[Exercise]: Stopping at the line that holds "pub enum Diagnostic", repeat the lines below exactly, starting from the very first and including that final line.

Stored records
====================
//! Structured diagnostics collected while transforming files.
//!
//! Diagnostics never abort a file on their own: an unmapped global or an
//! ambiguous local name leaves the offending site untouched and is recorded
//! here for the run report. A `TransformError` records a file that was left
//! unchanged as a whole.

use serde::{Deserialize, Serialize};

/// A single diagnostic record.
#[derive(Debug, Clone, PartialEq, Eq, Serialize, Deserialize)]
#[serde(tag = "kind", rename_all = "snake_case")]
pub enum Diagnostic {
    /// A namespace member with no entry in the mapping table.
    UnmappedGlobal {
        /// Local name of the namespace in the file (`DS`).
        namespace: String,
        /// Dotted path below the namespace.
        dotted_path: String,
        line: u32,
        file: String,
        /// The offending lines plus two lines either side.
        source_context: String,
    },

    /// The file could not be transformed and was left unchanged.
    TransformError {
        file: String,
        original_source: String,
        error_detail: String,
    },

    /// A rewrite needed a local name that is already taken or shadowed.
    AmbiguousLocalName {
        file: String,
        line: u32,
        local_name: String,
        module: String,
        export_name: String,
        /// What already holds the name.
        existing: String,
    },
}

impl Diagnostic {
    /// File the diagnostic belongs to.
    pub fn file(&self) -> &str {
        match self {
            Diagnostic::UnmappedGlobal { file, .. }
            | Diagnostic::TransformError { file, .. }
            | Diagnostic::AmbiguousLocalName { file, .. } => file,
        }
    }

    /// Line the diagnostic points at (0 for whole-file diagnostics).
    pub fn line(&self) -> u32 {
        match self {
            Diagnostic::UnmappedGlobal { line, .. } | Diagnostic::AmbiguousLocalName { line, .. } => {
                *line
            }
            Diagnostic::TransformError { .. } => 0,
        }
    }

    /// Stable short code, used in text output.
    pub fn code(&self) -> &'static str {
        match self {
            Diagnostic::UnmappedGlobal { .. } => "unmapped_global",
            Diagnostic::TransformError { .. } => "transform_error",
            Diagnostic::AmbiguousLocalName { .. } => "ambiguous_local_name",
        }
    }
}

/// Append-only diagnostic sink.
#[derive(Debug, Clone, Default)]
pub struct DiagnosticLog {
    records: Vec<Diagnostic>,
}

impl DiagnosticLog {
    pub fn new() -> Self {
        DiagnosticLog::default()
    }

    pub fn push(&mut self, diagnostic: Diagnostic) {
        self.records.push(diagnostic);
    }

    pub fn extend(&mut self, diagnostics: impl IntoIterator<Item = Diagnostic>) {
        self.records.extend(diagnostics);
    }

    pub fn records(&self) -> &[Diagnostic] {
        &self.records
    }

    pub fn len(&self) -> usize {
        self.records.len()
    }

    pub fn is_empty(&self) -> bool {
        self.records.is_empty()
    }

    /// Order records by file, then line. The sort is stable, so records of
    /// the same line keep their discovery order.
    pub fn sort(&mut self) {
        self.records
            .sort_by(|a, b| (a.file(), a.line()).cmp(&(b.file(), b.line())));
    }

    pub fn into_records(self) -> Vec<Diagnostic> {
        self.records
    }
}

#[cfg(test)]
mod tests {
    use super::*;

    fn unmapped(file: &str, line: u32) -> Diagnostic {
        Diagnostic::UnmappedGlobal {
            namespace: "DS".to_string(),
            dotted_path: "unknownThing".to_string(),
            line,
            file: file.to_string(),
            source_context: "DS.unknownThing".to_string(),
        }
    }

    #[test]
    fn serializes_with_kind_tag() {
        let json = serde_json::to_value(unmapped("app/a.js", 3)).unwrap();
        assert_eq!(json["kind"], "unmapped_global");
        assert_eq!(json["dotted_path"], "unknownThing");
        assert_eq!(json["line"], 3);
    }

    #[test]
    fn sort_orders_by_file_then_line() {
        let mut log = DiagnosticLog::new();
        log.push(unmapped("b.js", 1));
        log.push(unmapped("a.js", 9));
        log.push(unmapped("a.js", 2));
        log.sort();
        let order: Vec<_> = log
            .records()
            .iter()
            .map(|d| (d.file().to_string(), d.line()))
            .collect();
        assert_eq!(
            order,
            [
                ("a.js".to_string(), 2),
                ("a.js".to_string(), 9),
                ("b.js".to_string(), 1)
            ]
        );
    }
}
====================
[Result]:
//! Structured diagnostics collected while transforming files.
//!
//! Diagnostics never abort a file on their own: an unmapped global or an
//! ambiguous local name leaves the offending site untouched and is recorded
//! here for the run report. A `TransformError` records a file that was left
//! unchanged as a whole.

use serde::{Deserialize, Serialize};

/// A single diagnostic record.
#[derive(Debug, Clone, PartialEq, Eq, Serialize, Deserialize)]
#[serde(tag = "kind", rename_all = "snake_case")]
pub enum Diagnostic {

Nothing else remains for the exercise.